By Giuseppe de Salvatore, Filmexplorer.ch
After Daniel Schweizer’s Trading Paradise (see our review), Völker Koepp’s Landstück (see our review) and Mehdi Sahebi’s MIRR, here yet another documentary film on the question of land exploitation comes to Swiss cinemas. The duo Erik Pauser and Dylan Williams tell the complex story of a very simple but extreme case of the exploitation of land. Without respecting the nomadic inhabitants of Malaysian Borneo, or Sarawak, Abdul Taib Mahmud – formerly the Chief Minister of the region for 33 years – became a billionaire taking advantage of the logging industry and palm oil plantations, which resulted in the dramatic deforestation and the construction of large dams that have destroyed the land and its ecosystem. Already in the Nineties, the Swiss human rights activist, Bruno Manser, together with Mutang Urud, launched massive international campaigns against the destruction of the rainforest and the evacuation of people, among which the Penan were particularly affected. Bruno Manser disappeared (or was made to disappear?) in the forest in 2000 and Mutang Urud was exiled to Canada. The Borneo Case is the story of an inquiry, initiated by an independent Malaysian radio station in London and reinforced by Lukas Straumann and the Bruno Manser Foundation in Basel, who were able to motivate Urud to return to activism.
The film takes the form of an investigative report and has nothing special to say as film, but its content, the incredible story it tells, is a really burning topic. We discover a widespread system of corruption and money-laundering involving big banks, from Deutsche Bank to various Swiss banking institutions. What makes this story a “case”, and a very special one, is the fact that, for once, it finishes with a happy ending. After several years of information campaign against him, in 2014, Taib stepped down and the new government was formed that would stop the palm oil economic program and the work at the largest dam, the Bakun Dam, saving the territories in which the Penan live; other dams are still under construction and the logging industry will continue to operate, but at least some form of respect and compromise has begun to catch on.
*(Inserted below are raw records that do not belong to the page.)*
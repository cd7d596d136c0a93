use seisgraph_core::{Archive, ArchiveExt, ClassInfo, Hint, Object};

use crate::children::Children;
use crate::error::{ModelError, ModelResult};
use crate::object::{downcast, DataObject};
use crate::origin::Origin;
use crate::pick::Pick;
use crate::public_object::{PublicData, PublicObject};
use crate::shared::Shared;
use crate::visitor::{self, Visitor};

/// Root of the event graph. Owns all picks and origins.
#[derive(Debug, Default)]
pub struct EventParameters {
    public: PublicObject,
    parent: Option<String>,
    picks: Children<Pick>,
    origins: Children<Origin>,
}

impl EventParameters {
    pub fn picks(&self) -> &Children<Pick> {
        &self.picks
    }

    pub fn pick(&self, public_id: &str) -> Option<Shared<Pick>> {
        self.picks.find(&public_id.to_string())
    }

    pub fn add_pick(&mut self, pick: Shared<Pick>) -> ModelResult<()> {
        self.picks.add(self.public.public_id(), pick)
    }

    pub fn remove_pick(&mut self, pick: &Shared<Pick>) -> ModelResult<Shared<Pick>> {
        self.picks.remove(self.public.public_id(), pick)
    }

    pub fn remove_pick_by_id(&mut self, public_id: &str) -> ModelResult<Shared<Pick>> {
        self.picks.remove_index(self.public.public_id(), &public_id.to_string())
    }

    pub fn origins(&self) -> &Children<Origin> {
        &self.origins
    }

    pub fn origin(&self, public_id: &str) -> Option<Shared<Origin>> {
        self.origins.find(&public_id.to_string())
    }

    pub fn add_origin(&mut self, origin: Shared<Origin>) -> ModelResult<()> {
        self.origins.add(self.public.public_id(), origin)
    }

    pub fn remove_origin(&mut self, origin: &Shared<Origin>) -> ModelResult<Shared<Origin>> {
        self.origins.remove(self.public.public_id(), origin)
    }

    pub fn remove_origin_by_id(&mut self, public_id: &str) -> ModelResult<Shared<Origin>> {
        self.origins.remove_index(self.public.public_id(), &public_id.to_string())
    }
}

impl PublicData for EventParameters {
    fn public(&self) -> &PublicObject {
        &self.public
    }

    fn public_mut(&mut self) -> &mut PublicObject {
        &mut self.public
    }
}

impl ClassInfo for EventParameters {
    const CLASS_NAME: &'static str = "EventParameters";
    const BASE_CLASSES: &'static [&'static str] = &["PublicObject"];
}

impl Object for EventParameters {
    fn class_name(&self) -> &'static str {
        Self::CLASS_NAME
    }

    fn serialize(&mut self, ar: &mut dyn Archive) {
        if !ar.check_version(Self::CLASS_NAME, crate::VERSION) {
            return;
        }
        self.public.serialize(ar);
        if !ar.success() {
            return;
        }
        if ar.hint().contains(Hint::IGNORE_CHILDREN) {
            return;
        }
        let owner = self.public.public_id().to_string();
        self.picks.serialize(ar, &owner, "pick");
        self.origins.serialize(ar, &owner, "origin");
    }
}

impl DataObject for EventParameters {
    fn parent_id(&self) -> Option<&str> {
        self.parent.as_deref()
    }

    fn set_parent_id(&mut self, parent: Option<String>) {
        self.parent = parent;
    }

    fn public_id(&self) -> Option<&str> {
        Some(self.public.public_id())
    }

    fn reparent_children(&self, owner_id: &str) {
        self.picks.reparent(owner_id);
        self.origins.reparent(owner_id);
    }

    fn accept(&self, visitor: &mut dyn Visitor) {
        visitor::walk(visitor, self, |v| {
            self.picks.accept(v);
            self.origins.accept(v);
        });
    }

    fn attach_to(self: Box<Self>, parent: &mut dyn DataObject) -> ModelResult<()> {
        Err(ModelError::WrongClass {
            child: Self::CLASS_NAME.to_string(),
            parent: parent.class_name().to_string(),
        })
    }

    fn detach_from(&self, parent: &mut dyn DataObject) -> ModelResult<()> {
        Err(ModelError::WrongClass {
            child: Self::CLASS_NAME.to_string(),
            parent: parent.class_name().to_string(),
        })
    }

    fn update_child(&mut self, child: &dyn DataObject) -> ModelResult<bool> {
        if let Some(pick) = downcast::<Pick>(child) {
            return Ok(self.picks.update(pick));
        }
        if let Some(origin) = downcast::<Origin>(child) {
            return Ok(self.origins.update(origin));
        }
        Err(ModelError::WrongClass {
            child: child.class_name().to_string(),
            parent: Self::CLASS_NAME.to_string(),
        })
    }

    fn assign(&mut self, other: &dyn DataObject) -> bool {
        downcast::<Self>(other).is_some()
    }

    fn clone_data(&self) -> Box<dyn DataObject> {
        Box::new(Self {
            public: self.public.clone(),
            ..Default::default()
        })
    }

    fn equals(&self, other: &dyn DataObject) -> bool {
        downcast::<Self>(other).is_some()
    }
}

#[cfg(test)]
mod tests {
    use super::*;
    use crate::identity::IdentityRegistry;
    use crate::testing;
    use seisgraph_io::{BinaryArchive, XmlArchive};

    fn graph(prefix: &str) -> Shared<EventParameters> {
        let root = EventParameters::create(&format!("{prefix}-ep")).unwrap();
        for n in 0..3 {
            let pick = Pick::create(&format!("{prefix}-pick-{n}")).unwrap();
            pick.write().method_id = Some("AIC".into());
            root.write().add_pick(pick).unwrap();
        }
        let origin = Origin::create(&format!("{prefix}-origin")).unwrap();
        root.write().add_origin(origin).unwrap();
        root
    }

    // ------------------------------------------------------------------
    // Ownership
    // ------------------------------------------------------------------

    #[test]
    fn picks_are_owned_once() {
        let root = EventParameters::create("ep-owned").unwrap();
        let pick = Pick::create("ep-owned-pick").unwrap();
        root.write().add_pick(pick.clone()).unwrap();
        assert_eq!(pick.read().parent_id(), Some("ep-owned"));
        assert!(matches!(
            root.write().add_pick(pick.clone()),
            Err(ModelError::AlreadyOwned { .. })
        ));
        root.write().remove_pick(&pick).unwrap();
        assert!(matches!(
            root.write().remove_pick(&pick),
            Err(ModelError::WrongParent { .. })
        ));
    }

    #[test]
    fn removed_children_live_while_referenced() {
        let root = EventParameters::create("ep-removed").unwrap();
        let pick = Pick::create("ep-removed-pick").unwrap();
        root.write().add_pick(pick).unwrap();
        let taken = root.write().remove_pick_by_id("ep-removed-pick").unwrap();
        assert!(IdentityRegistry::contains("ep-removed-pick"));
        drop(taken);
        assert!(!IdentityRegistry::contains("ep-removed-pick"));
    }

    #[test]
    fn dropping_the_root_releases_the_tree() {
        let root = graph("ep-drop");
        assert!(IdentityRegistry::contains("ep-drop-pick-1"));
        drop(root);
        assert!(!IdentityRegistry::contains("ep-drop-ep"));
        assert!(!IdentityRegistry::contains("ep-drop-pick-1"));
        assert!(!IdentityRegistry::contains("ep-drop-origin"));
    }

    // ------------------------------------------------------------------
    // Wire formats
    // ------------------------------------------------------------------

    #[test]
    fn decoded_graph_registers_its_public_children() {
        testing::setup();
        let root = graph("ep-decode");
        let bytes = {
            let mut ar = BinaryArchive::create(crate::VERSION);
            ar.write_root("", &mut *root.write());
            ar.close().unwrap()
        };
        drop(root);
        assert!(!IdentityRegistry::contains("ep-decode-pick-0"));

        let mut ar = BinaryArchive::open(bytes).unwrap();
        let decoded: EventParameters = ar.read_root_as("").unwrap();
        assert_eq!(decoded.picks().len(), 3);
        assert!(IdentityRegistry::contains("ep-decode-pick-2"));
        let shared = decoded.register().unwrap();
        assert!(IdentityRegistry::contains("ep-decode-ep"));
        let pick = shared.read().pick("ep-decode-pick-1").unwrap();
        assert_eq!(pick.read().method_id.as_deref(), Some("AIC"));
        assert_eq!(pick.read().parent_id(), Some("ep-decode-ep"));
    }

    #[test]
    fn decoding_a_live_id_drops_the_duplicate() {
        testing::setup();
        let root = graph("ep-live");
        let bytes = {
            let mut ar = XmlArchive::create(crate::VERSION);
            ar.write_root("", &mut *root.write());
            ar.close().unwrap()
        };
        let mut ar = XmlArchive::open(&bytes).unwrap();
        let decoded: EventParameters = ar.read_root_as("").unwrap();
        // Every pick id is still held by the live graph.
        assert!(decoded.picks().is_empty());
        assert_eq!(decoded.origins().len(), 0);
        assert_eq!(root.read().picks().len(), 3);
    }

    #[test]
    fn root_cannot_be_attached() {
        let root = EventParameters::create("ep-root").unwrap();
        let other = EventParameters::create("ep-other").unwrap();
        let copy = root.read().clone_data();
        assert!(matches!(
            copy.attach_to(&mut *other.write()),
            Err(ModelError::WrongClass { .. })
        ));
    }
}
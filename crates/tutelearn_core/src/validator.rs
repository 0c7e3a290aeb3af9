//! crates/tutelearn_core/src/validator.rs
//!
//! Pure grading predicates. Deciding whether a submitted answer matches
//! the expected answer never has side effects and never fails: malformed
//! or mismatched data grades as incorrect.

use crate::domain::{AnswerSlot, Question, QuestionKind};

/// Returns whether `answer` is the correct response to `question`.
///
/// Single/multiple questions grade by set equality over option indices;
/// an empty submission is always incorrect. Text questions grade by
/// trimmed, case-insensitive string equality with no fuzzy matching.
/// An `Unanswered` slot or a kind mismatch is incorrect, not an error.
pub fn is_correct(question: &Question, answer: &AnswerSlot) -> bool {
    match (&question.kind, answer) {
        (
            QuestionKind::Single { correct, .. } | QuestionKind::Multiple { correct, .. },
            AnswerSlot::Choice { selected },
        ) => !selected.is_empty() && selected == correct,
        (QuestionKind::Text { correct }, AnswerSlot::Text { response }) => {
            normalize(response) == normalize(correct)
        }
        _ => false,
    }
}

fn normalize(s: &str) -> String {
    s.trim().to_lowercase()
}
How was it possible? How could a little group of activists actually create problems for a large system of interests backed by the enormous financial powers of major banks? From the dramaturgy of the film, it seems clear that the turning point was during the five-minute-long presentation that Straumann and Urud were allowed to give at the annual meeting of Deutsche Bank’s actionists. They could pursue a legal course, which strengthened their information campaign and made it more incisive and dangerous. The lesson to learn is not only that one should always fight against any abuse of power, but more precisely that we shouldn’t forget that financial power is built on the credibility that we give it – at least in the countries where the justice system works and violence does not block the democratic rights of the citizens.
From this point of view, the projection of a film like The Borneo Case, our watching it, and the circulation of its message become part of our eventual contribution to an active resistance against any abuse of power. It is precisely this performative aspect of the film that I want to emphasize as being its main value and force, which amounts also to not forgetting the effective power that all of us have, here in the Western world, and to recalling that this power must be used and it must be defended – which is one of the essential aspects of Bruno Manser’s legacy. That is why The Borneo Case is also a European case and, more precisely, a Swiss case.